В холодное моросящее утро я пробирался вдоль влажного борта угольной баржи. На палубе, заполненной дрожащими мужчинами, женщинами и детьми моего возраста, меня толкали матросы, а поворот грузовой стрелы сбросил бы меня за борт, если бы я не смог отползти под укрытие позади штабеля перевязанных ящиков и бельевых корзин. Мое коричневое пальтишко промокло от дождя, а качка шлюпа вызвала у меня морскую болезнь задолго до того, как мы увидели свет маяка Англси и легли в дрейф у видавшего виды пакетбота с подветренной стороны от побережья Ирландии. Бот направлялся в Бостон Соединенных Штатов. Море штормило, вызывая суматоху и трудности в разгрузке углевоза. Но наконец это было сделано, и я с сорока другими английскими пауперами оказался в толпе около четырехсот ирландских эмигрантов на палубе корабля «Полли» из Уотерфорда под командой капитана Херринга.

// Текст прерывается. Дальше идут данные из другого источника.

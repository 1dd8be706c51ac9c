//! Repository interfaces for the estimating engine.
//!
//! Each component receives only the store it needs as an `Arc<dyn ...>`.
//! `MemoryStore` and `PgStore` implement all of them.

pub mod memory;
pub mod postgres;

pub use memory::{CatalogSeed, MemoryStore};
pub use postgres::PgStore;

use async_trait::async_trait;
use uuid::Uuid;

use crate::budget::{BudgetSnapshot, ChangeOrder, Expense};
use crate::catalog::{Assembly, VendorPrice, VendorType};
use crate::error::DatabaseError;
use crate::estimation::Estimate;
use crate::pricing::PriceSnapshot;

/// Assemblies and regional factors.
#[async_trait]
pub trait CatalogStore: Send + Sync {
    async fn get_assembly(&self, id: Uuid) -> Result<Option<Assembly>, DatabaseError>;

    async fn get_regional_factor(
        &self,
        region_key: &str,
    ) -> Result<Option<rust_decimal::Decimal>, DatabaseError>;
}

/// Vendor price observations and the price snapshot cache.
#[async_trait]
pub trait PriceStore: Send + Sync {
    /// All observations for a material from vendors of the given type.
    async fn list_vendor_prices(
        &self,
        material_slug: &str,
        vendor_type: VendorType,
    ) -> Result<Vec<VendorPrice>, DatabaseError>;

    /// Newest snapshot for (material, zip), regardless of freshness.
    async fn latest_price_snapshot(
        &self,
        material_slug: &str,
        zip: &str,
    ) -> Result<Option<PriceSnapshot>, DatabaseError>;

    /// Append a snapshot. Older rows stay in place.
    async fn insert_price_snapshot(&self, snapshot: &PriceSnapshot) -> Result<(), DatabaseError>;
}

/// Priced estimates.
#[async_trait]
pub trait EstimateStore: Send + Sync {
    async fn save_estimate(&self, estimate: &Estimate) -> Result<(), DatabaseError>;

    async fn get_estimate(&self, id: Uuid) -> Result<Option<Estimate>, DatabaseError>;

    /// Flag an estimate as finalized. Returns false if it already was.
    async fn mark_estimate_finalized(
        &self,
        id: Uuid,
        at: chrono::DateTime<chrono::Utc>,
    ) -> Result<bool, DatabaseError>;
}

/// Budget baselines, expenses and change orders.
#[async_trait]
pub trait BudgetStore: Send + Sync {
    async fn insert_budget_snapshot(&self, snapshot: &BudgetSnapshot) -> Result<(), DatabaseError>;

    async fn latest_budget_snapshot(
        &self,
        project_id: Uuid,
    ) -> Result<Option<BudgetSnapshot>, DatabaseError>;

    async fn list_expenses(&self, project_id: Uuid) -> Result<Vec<Expense>, DatabaseError>;

    async fn add_expense(&self, expense: &Expense) -> Result<(), DatabaseError>;

    async fn list_change_orders(&self, project_id: Uuid) -> Result<Vec<ChangeOrder>, DatabaseError>;
}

С этого дня я испытал много трудностей и плохих рейсов, но мое первое знакомство с океаном на борту «Полли» стало незабываемым событием. Как ребенок, я не понимал, на каких условиях меня содержат, и в течение двух дней был совершенно лишен внимания кого-либо. Я заполз в темный угол у переборки и свернулся калачиком, положив голову на свой узелок. Корабельная качка вернула мою морскую болезнь, я испытывал напряжение и глотал воздух, полагая, что могу умереть в любой момент. Утром я не мог двигаться. Меня окружали эмигранты, некоторые из них неподвижно лежали, страдали от морской болезни, другие разговаривали, смеялись или спорили. Женщины готовили еду, старики курили трубки, а воздух был спертым и удушливым. Со всех сторон слышались ругань и стоны. После второго утра пути я потерял сознание и вскоре стал лихорадочно бредить. Если бы не помощь семьи бедняков, чья постель располагалась рядом с моим укромным уголком у переборки, на одного английского сироту стало бы меньше.